We’re headed toward the homestretch of Lent, the season of introspection, self-examination and re-alignment with the Holy, and every year it strikes a bit harder that Lent is less a season and more a journey. That is, it’s not just something that we’re invited to step into walk around a bit, as if we are looking around and learning in a museum, but it is more like road that we choose to take as part of the greater path of our own lives. It is less a self-contained unit of time or series of disciplines, and more a journey with Christ toward the Cross.
Of course, this is not a new concept, and I am only reiterating what the Tradition teaches, but in this day and age where we try to maintain control and we like to organize and segment our lives (and faith), it is easy for us to simply tell ourselves, “I can do anything for 40 days,” while missing the point that Lent is intended to shape us and our living faith.
This quote by Bishop Will Willimon is on the front of our bulletin for Sunday, “The toughest task is to live with unexpected, unwanted answers.” I believe this is a true statement, maybe more true than we’d like it to be, because it reminds us of the challenge and invitation of faith. So often the answers we want and expect are not the ones that we are given. The diagnosis doesn’t make sense or that the accident was not really anyone’s fault. What we believe is best for us may not be what really is best, or our desires are not our needs and/or our needs are not necessarily our desires. That ultimately, in these lives and on the journey of faith, we have little control...and it is a tough task to live with unexpected, unwanted answers.”
Interesting enough, there are many who would and do argue with God. They’ll fight for their perspective and the answers they want. They will hold onto their truth at all costs, while the world (and God) moves on. And for folks such as these it is the toughest task for they refuse to have a new way revealed, much less accept something new.
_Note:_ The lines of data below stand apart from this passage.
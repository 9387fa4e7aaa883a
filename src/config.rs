use serde::{Deserialize, Serialize};

/// Browser-like identity sent with page fetches; some news sites refuse unknown clients.
pub const DEFAULT_USER_AGENT: &str = "Mozilla/5.0 (iPhone; U; CPU iPhone OS 4_0 like Mac OS X; en-us) AppleWebKit/532.9 (KHTML, like Gecko) Version/4.0.5 Mobile/8A293 Safari/6531.22.7";

/// Main configuration structure loaded from wordscope.toml and environment variables
#[derive(Debug, Clone, Deserialize, Serialize)]
pub struct Config {
    #[serde(default)]
    pub scoring: ScoringConfig,
    #[serde(default)]
    pub fetch: FetchConfig,
    #[serde(default)]
    pub languages: LanguagesConfig,
    #[serde(default)]
    pub translate: TranslateConfig,
    /// Runtime configuration loaded from environment variables
    #[serde(skip)]
    pub runtime: RuntimeConfig,
}

/// Difficulty scoring defaults
#[derive(Debug, Clone, Deserialize, Serialize)]
#[serde(default)]
pub struct ScoringConfig {
    /// Highest frequency rank considered by the difficulty estimate
    pub rank_ceiling: u32,
    /// Boundary used when a request does not carry one
    pub default_rank_boundary: f64,
    pub default_personalized: bool,
}

impl Default for ScoringConfig {
    fn default() -> Self {
        Self {
            rank_ceiling: 10_000,
            default_rank_boundary: 10_000.0,
            default_personalized: true,
        }
    }
}

/// Concurrent page fetching
#[derive(Debug, Clone, Deserialize, Serialize)]
#[serde(default)]
pub struct FetchConfig {
    pub default_timeout_secs: u64,
    pub max_timeout_secs: u64,
    pub user_agent: String,
    pub max_body_bytes: usize,
}

impl Default for FetchConfig {
    fn default() -> Self {
        Self {
            default_timeout_secs: 10,
            max_timeout_secs: 120,
            user_agent: DEFAULT_USER_AGENT.to_string(),
            max_body_bytes: 5 * 1024 * 1024,
        }
    }
}

#[derive(Debug, Clone, Deserialize, Serialize)]
#[serde(default)]
pub struct LanguagesConfig {
    pub available: Vec<String>,
}

impl Default for LanguagesConfig {
    fn default() -> Self {
        Self {
            available: ["en", "fr", "de", "it", "no", "ro", "es", "nl", "da", "pl", "pt", "sv"]
                .iter()
                .map(|s| s.to_string())
                .collect(),
        }
    }
}

/// Translation endpoint; the API key only ever comes from the environment
#[derive(Debug, Clone, Deserialize, Serialize)]
#[serde(default)]
pub struct TranslateConfig {
    pub base_url: String,
    pub timeout_ms: u64,
    #[serde(skip)]
    pub api_key: Option<String>,
}

impl Default for TranslateConfig {
    fn default() -> Self {
        Self {
            base_url: "https://www.googleapis.com/language/translate/v2".to_string(),
            timeout_ms: 10_000,
            api_key: None,
        }
    }
}

/// Runtime configuration loaded from environment variables
#[derive(Debug, Clone)]
pub struct RuntimeConfig {
    pub log_level: String,
    /// Upper bound on cached per-user probability snapshots
    pub probability_cache_max: usize,
}

impl Default for RuntimeConfig {
    fn default() -> Self {
        Self {
            log_level: "wordscope=info".to_string(),
            probability_cache_max: 1000,
        }
    }
}

impl RuntimeConfig {
    /// Load runtime configuration from environment variables
    pub fn load_from_env() -> Self {
        Self {
            log_level: std::env::var("RUST_LOG").unwrap_or_else(|_| "wordscope=info".to_string()),
            probability_cache_max: std::env::var("WORDSCOPE_PROBABILITY_CACHE_MAX")
                .ok()
                .and_then(|v| v.parse().ok())
                .filter(|&v: &usize| v > 0)
                .unwrap_or(1000),
        }
    }
}

impl Default for Config {
    fn default() -> Self {
        Self {
            scoring: ScoringConfig::default(),
            fetch: FetchConfig::default(),
            languages: LanguagesConfig::default(),
            translate: TranslateConfig::default(),
            runtime: RuntimeConfig::default(),
        }
    }
}

impl Config {
    /// Load configuration from TOML file and environment variables
    /// Uses WORDSCOPE_CONFIG environment variable or defaults to "wordscope.toml"
    pub fn load() -> anyhow::Result<Self> {
        crate::load_env();

        let config_path = std::env::var("WORDSCOPE_CONFIG")
            .unwrap_or_else(|_| "wordscope.toml".to_string());

        let mut config = if let Ok(content) = std::fs::read_to_string(&config_path) {
            Self::from_toml_str(&content)?
        } else {
            tracing::warn!("Config file {} not found, using defaults", config_path);
            Self::default()
        };

        config.apply_env_overrides();
        config.runtime = RuntimeConfig::load_from_env();
        config.validate()?;
        Ok(config)
    }

    /// Parse a TOML document; missing sections fall back to defaults
    pub fn from_toml_str(content: &str) -> anyhow::Result<Self> {
        Ok(toml::from_str(content)?)
    }

    /// Apply env overrides (env-first)
    pub fn apply_env_overrides(&mut self) {
        if let Some(ceiling) = std::env::var("WORDSCOPE_RANK_CEILING")
            .ok()
            .and_then(|v| v.parse::<u32>().ok())
        {
            tracing::debug!("WORDSCOPE_RANK_CEILING env override applied");
            self.scoring.rank_ceiling = ceiling;
        }
        if let Some(timeout) = std::env::var("WORDSCOPE_FETCH_TIMEOUT_SECS")
            .ok()
            .and_then(|v| v.parse::<u64>().ok())
        {
            tracing::debug!("WORDSCOPE_FETCH_TIMEOUT_SECS env override applied");
            self.fetch.default_timeout_secs = timeout;
        }
        if let Ok(ua) = std::env::var("WORDSCOPE_USER_AGENT")
            && !ua.trim().is_empty()
        {
            self.fetch.user_agent = ua;
        }
        if let Ok(langs) = std::env::var("WORDSCOPE_LANGUAGES") {
            self.languages.available = langs
                .split(',')
                .map(|s| s.trim().to_lowercase())
                .filter(|s| !s.is_empty())
                .collect();
        }
        self.translate.api_key = std::env::var("WORDSCOPE_TRANSLATE_API_KEY")
            .ok()
            .filter(|k| !k.trim().is_empty());
    }

    /// Validate and clamp values into their supported ranges
    pub fn validate(&mut self) -> anyhow::Result<()> {
        if self.scoring.rank_ceiling == 0 {
            anyhow::bail!("scoring.rank_ceiling must be at least 1");
        }
        let ceiling = f64::from(self.scoring.rank_ceiling);
        if !self.scoring.default_rank_boundary.is_finite() {
            anyhow::bail!("scoring.default_rank_boundary must be a finite number");
        }
        if self.scoring.default_rank_boundary > ceiling || self.scoring.default_rank_boundary < 1.0
        {
            tracing::warn!(
                "default_rank_boundary {} outside [1, {}], clamping",
                self.scoring.default_rank_boundary,
                ceiling
            );
            self.scoring.default_rank_boundary =
                self.scoring.default_rank_boundary.clamp(1.0, ceiling);
        }

        if self.fetch.max_timeout_secs == 0 {
            anyhow::bail!("fetch.max_timeout_secs must be at least 1");
        }
        if self.fetch.default_timeout_secs == 0
            || self.fetch.default_timeout_secs > self.fetch.max_timeout_secs
        {
            tracing::warn!(
                "default_timeout_secs {} outside [1, {}], clamping",
                self.fetch.default_timeout_secs,
                self.fetch.max_timeout_secs
            );
            self.fetch.default_timeout_secs = self
                .fetch
                .default_timeout_secs
                .clamp(1, self.fetch.max_timeout_secs);
        }
        if self.fetch.max_body_bytes == 0 {
            anyhow::bail!("fetch.max_body_bytes must be greater than 0");
        }

        if self.languages.available.is_empty() {
            anyhow::bail!("languages.available must list at least one language code");
        }
        Ok(())
    }
}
And yet, there are also folks who are able to deal with the unwanted and unexpected, even if they don’t like what they face. There are those who find themselves facing life’s hardships and even terminal diagnoses with grace, boldness, determination, and peace. Those who are able to step back and compose themselves, almost as if to brush themselves off and turn a different direction, then chart a new course. They receive the unexpected and unwanted in a way that almost seems that they take it in stride.
In reflecting upon these two responses in light of this quote, I’ve been reminded that the difference really comes when we let God enter the picture, or should I say it comes when we allow God’s grace and love to lead.
I served a congregation in which there was a woman whose family had been sent to Siberia as part of Stalin’s horrific rule. Though she didn’t speak much of this period in her life, she lost almost all of her family and she nearly died of hunger, thirst, and exhaustion. I have often thought about the many options she had in responding. That is, she could have been bitter with God and angry, or she could have entered life with God and looked for God in the midst of the suffering. She chose the latter.
The blessing that I received decades later was that this became the way she approached life. She looked for God in the midst of every situation, and in doing so the task of receiving unexpected and unwanted answers just didn’t seem to have as much impact on her as it did for others. She was able to rest in her faith that God was with her, and the answer she received would be the answer needed for God is a redemptive and fully present God who makes a way. Because she’d experienced this Truth is such a startling way, it became a way of life for her. Subsequently, this way of living was and is a witness to many.
In John’s Gospel (John 14), Jesus is talking with His disciples, and Thomas says to Jesus, “Lord, we don’t know where we are going, how can we know the way (to the place You prepare for us, Jesus)? Jesus answers, “I am the way and the truth and the life.”
Soon after that Jesus was taken away, beaten and killed. They had experienced His way of healing, wholeness, and mercy. They had witnessed his miracles and blessings, and in the end they watched as He approached his unwanted answer of death, and Christ showed them the way.
I imagine that when the disciples looked back after the resurrection, they reflected upon the way Jesus approached life, and they saw that in all things He trusted God. I imagine that they put the pieces together, and they realized that His life was a journey of faith, and that that journey became a witness to the way of true life.
In my friend that was shaped at such a young age by such horrific situations I saw that indeed her life was a witness to the same kind of journey of faith. It was a witness to the way of Christ, and in living this journey Christ’s light shone through her.
In the same way, I think that this time of Lent is intended to teach us that same way of living. It is a journey where we learn to trust in God, where we look to Christ to show us the way, where we align our perspectives to understand that it’s about trusting God despite the unexpected and unwanted. For in doing so, God finds a way to take that trust, and take us, and not just form our lives and our living, but also reveal His light as a witness to all, even through us.
What has God taught you during this Lenten Journey? What part of Christ’s way and witness resonate with you? What can you do to more faithfully live out that way and witness?